So I think spirituality and buddhist principles don't have much effect on any outcome in muay thai.

That said, Thailand is one of the only countries that was never colonized so they do have a lot of superstitions that go back thousands of years.  Plenty of pracitices in muay thai are directly related to this but whether it didn't help me because I'm a terrible buddhist or what I'll never know. 

Sak Yant tattoos are still popular with thai boxers (and a large portion of the thai population), people still visit temples every Sunday, they are in general a very religious race (at least in principles).


----------



## grado (Mar 22, 2010)

spirituality and buddhist principles can make you calm down when fighting with people.
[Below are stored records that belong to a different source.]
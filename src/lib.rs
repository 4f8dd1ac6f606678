// CLASSIFICATION: COMMUNITY
// Filename: lib.rs v2.0
// Date Modified: 2026-10-19
// Author: Lukas Bower

//! Root library for the choco-opt optimizer driver.

/// Aggregate error for a driver run
pub mod error;

/// Source-format frontends and their registry
pub mod frontend;

/// IR core types, dialects and the generic text format
pub mod ir;

/// Driver, CLI configuration and logging setup
pub mod opt;

/// Output targets and serialization
pub mod output;

/// Pass trait, registry, pipeline builder and executor
pub mod pass_framework;
pub mod passes;

pub use error::{OptError, OptResult};

/// Parse `source` with the frontend for `tag`, run `passes` in order and
/// render the result for `target`, using the standard driver setup.
pub fn optimize_source(
    tag: &str,
    source: &str,
    passes: &[&str],
    target: output::Target,
) -> OptResult<String> {
    let opt = opt::OptMain::new(false)?;
    let pipeline = opt.build_pipeline(passes)?;
    let module = opt.parse_input(tag, source.as_bytes())?;
    opt.transform(&pass_framework::PassManager::new(pipeline), module, target)
}
// CLASSIFICATION: COMMUNITY
// Filename: pass_pipeline.rs v0.1
// Author: Lukas Bower
// Date Modified: 2026-10-19

//! Registry, pipeline builder and executor working together.

use std::sync::atomic::{AtomicUsize, Ordering};
use std::sync::{Arc, Mutex};

use choco_opt::frontend::toy;
use choco_opt::ir::{Context, DialectError, Module, Operation};
use choco_opt::pass_framework::{
    Pass, PassError, PassFilter, PassManager, PassRegistry, PassRegistryBuilder, Pipeline,
    PipelineError, Provenance, RegistryError,
};
use choco_opt::passes::{integrated_passes, native_passes, standard_registry};

/// Appends its label to a shared log; fails when asked to.
struct Recorder {
    label: &'static str,
    fail: bool,
    log: Arc<Mutex<Vec<&'static str>>>,
}

impl Pass for Recorder {
    fn label(&self) -> &str {
        self.label
    }

    fn run(&self, _ctx: &Context, _module: &mut Module) -> Result<(), PassError> {
        self.log.lock().unwrap().push(self.label);
        if self.fail {
            Err(PassError::failed("recorded failure"))
        } else {
            Ok(())
        }
    }
}

fn recorders(log: &Arc<Mutex<Vec<&'static str>>>) -> PassRegistry {
    let recorder = |label, fail| Recorder {
        label,
        fail,
        log: Arc::clone(log),
    };
    PassRegistryBuilder::new()
        .native(recorder("p1", false))
        .integrated(recorder("p2", true))
        .integrated(recorder("p3", false))
        .build()
        .unwrap()
}

#[test]
fn standard_listing_is_stable() {
    let first: Vec<_> = standard_registry()
        .unwrap()
        .names(PassFilter::All)
        .map(str::to_owned)
        .collect();
    for _ in 0..3 {
        let again: Vec<_> = standard_registry()
            .unwrap()
            .names(PassFilter::All)
            .map(str::to_owned)
            .collect();
        assert_eq!(first, again);
    }
    let reg = standard_registry().unwrap();
    let native: Vec<_> = reg.names(PassFilter::Native).collect();
    let integrated: Vec<_> = reg.names(PassFilter::Integrated).collect();
    assert_eq!(native.len() + integrated.len(), reg.len());
    assert_eq!(
        reg.lookup("double-literal").map(|p| p.provenance()),
        Some(Provenance::Integrated)
    );
}

#[test]
fn registering_a_list_twice_is_a_duplicate() {
    let err = PassRegistry::build(native_passes(), native_passes()).unwrap_err();
    assert_eq!(err, RegistryError::DuplicatePassName("nop".into()));
    assert!(PassRegistry::build(native_passes(), integrated_passes()).is_ok());
}

#[test]
fn pipeline_build_is_all_or_nothing() {
    let reg = standard_registry().unwrap();
    let err = Pipeline::build(&reg, ["nop", "bogus", "verify"]).unwrap_err();
    assert_eq!(err, PipelineError::UnknownPass("bogus".into()));

    // Requested names are matched exactly, not normalised.
    assert!(Pipeline::build(&reg, ["double_literal"]).is_err());

    let pipeline = Pipeline::parse(&reg, "verify,all-native").unwrap();
    assert_eq!(
        pipeline.names().collect::<Vec<_>>(),
        vec!["verify", "nop", "strip-location", "verify"]
    );
}

#[test]
fn execution_stops_at_first_failure() {
    let log = Arc::new(Mutex::new(Vec::new()));
    let reg = recorders(&log);
    let pipeline = Pipeline::build(&reg, ["p1", "p2", "p3"]).unwrap();
    let mut module = Module::new();
    let err = pipeline.apply(&Context::new(), &mut module).unwrap_err();
    assert_eq!(err.failing_pass(), Some(("p2", 1)));
    assert!(err.to_string().contains("recorded failure"));
    assert_eq!(*log.lock().unwrap(), vec!["p1", "p2"]);
}

#[test]
fn empty_pipeline_is_identity() {
    let before = Module::named("m").with_op(toy::lit(1));
    let mut module = before.clone();
    Pipeline::empty().apply(&Context::new(), &mut module).unwrap();
    assert_eq!(module, before);
}

/// Introduces an operation from an unknown dialect.
struct Corrupt;

impl Pass for Corrupt {
    fn run(&self, _ctx: &Context, module: &mut Module) -> Result<(), PassError> {
        module.push(Operation::new("ghost.op"));
        Ok(())
    }
}

#[test]
fn verify_each_catches_invalid_modules() {
    let reg = PassRegistryBuilder::new().integrated(Corrupt).build().unwrap();
    let mut ctx = Context::new();
    ctx.register_dialect(toy::dialect()).unwrap();

    let pipeline = Pipeline::build(&reg, ["corrupt"]).unwrap();
    let mut module = Module::new();
    PassManager::new(pipeline.clone())
        .run(&ctx, &mut module)
        .unwrap();

    let mut module = Module::new();
    let err = PassManager::new(pipeline)
        .verify_each(true)
        .run(&ctx, &mut module)
        .unwrap_err();
    assert_eq!(
        err,
        PipelineError::InvalidModuleAfterPass {
            name: "corrupt".into(),
            index: 0,
            source: DialectError::UnknownDialectNode {
                kind: "ghost.op".into()
            },
        }
    );
}

#[test]
fn hook_sees_every_completed_pass() {
    let reg = standard_registry().unwrap();
    let seen = Arc::new(AtomicUsize::new(0));
    let counter = Arc::clone(&seen);
    let manager = PassManager::new(Pipeline::parse(&reg, "nop,double-literal").unwrap())
        .after_each(move |index, _name, _module| {
            counter.fetch_add(1, Ordering::SeqCst);
            assert!(index < 2);
        });
    let mut module = Module::new().with_op(toy::lit(2));
    manager.run(&Context::new(), &mut module).unwrap();
    assert_eq!(seen.load(Ordering::SeqCst), 2);
    assert_eq!(module, Module::new().with_op(toy::lit(4)));
}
However, if you want to win, have to train harder.Someone has learn muay thai at 12 years or even earlier.


----------



## DocThailand (Apr 16, 2010)

www.YouTube.com/DocThailand 

Muay Thai Spirituality ... what ??  That can mean sooooo many things ... what are your PERSONALLY really trying to get at ??

Many do not know from a Temple Buddhist point of view ... one main goal of Muay Thai is to teach HUMBLEness ... yeh ... wow ... how is that possible ??

I have been living in Thailand for FOUR years, I am getting Certified as a REAL Muay Thai Instructor at the first Muay Thai College in Thailand and I have learned soooo much.  I have been in Muay Thai for 17 years, owned my own Muay Thai school for 14 years and I have sooo much to learn being in Thailand. 

Sooo what is really your question ??

Phra JAO uay phra pon ... God bless from Thailand, DOC. ;-)


----------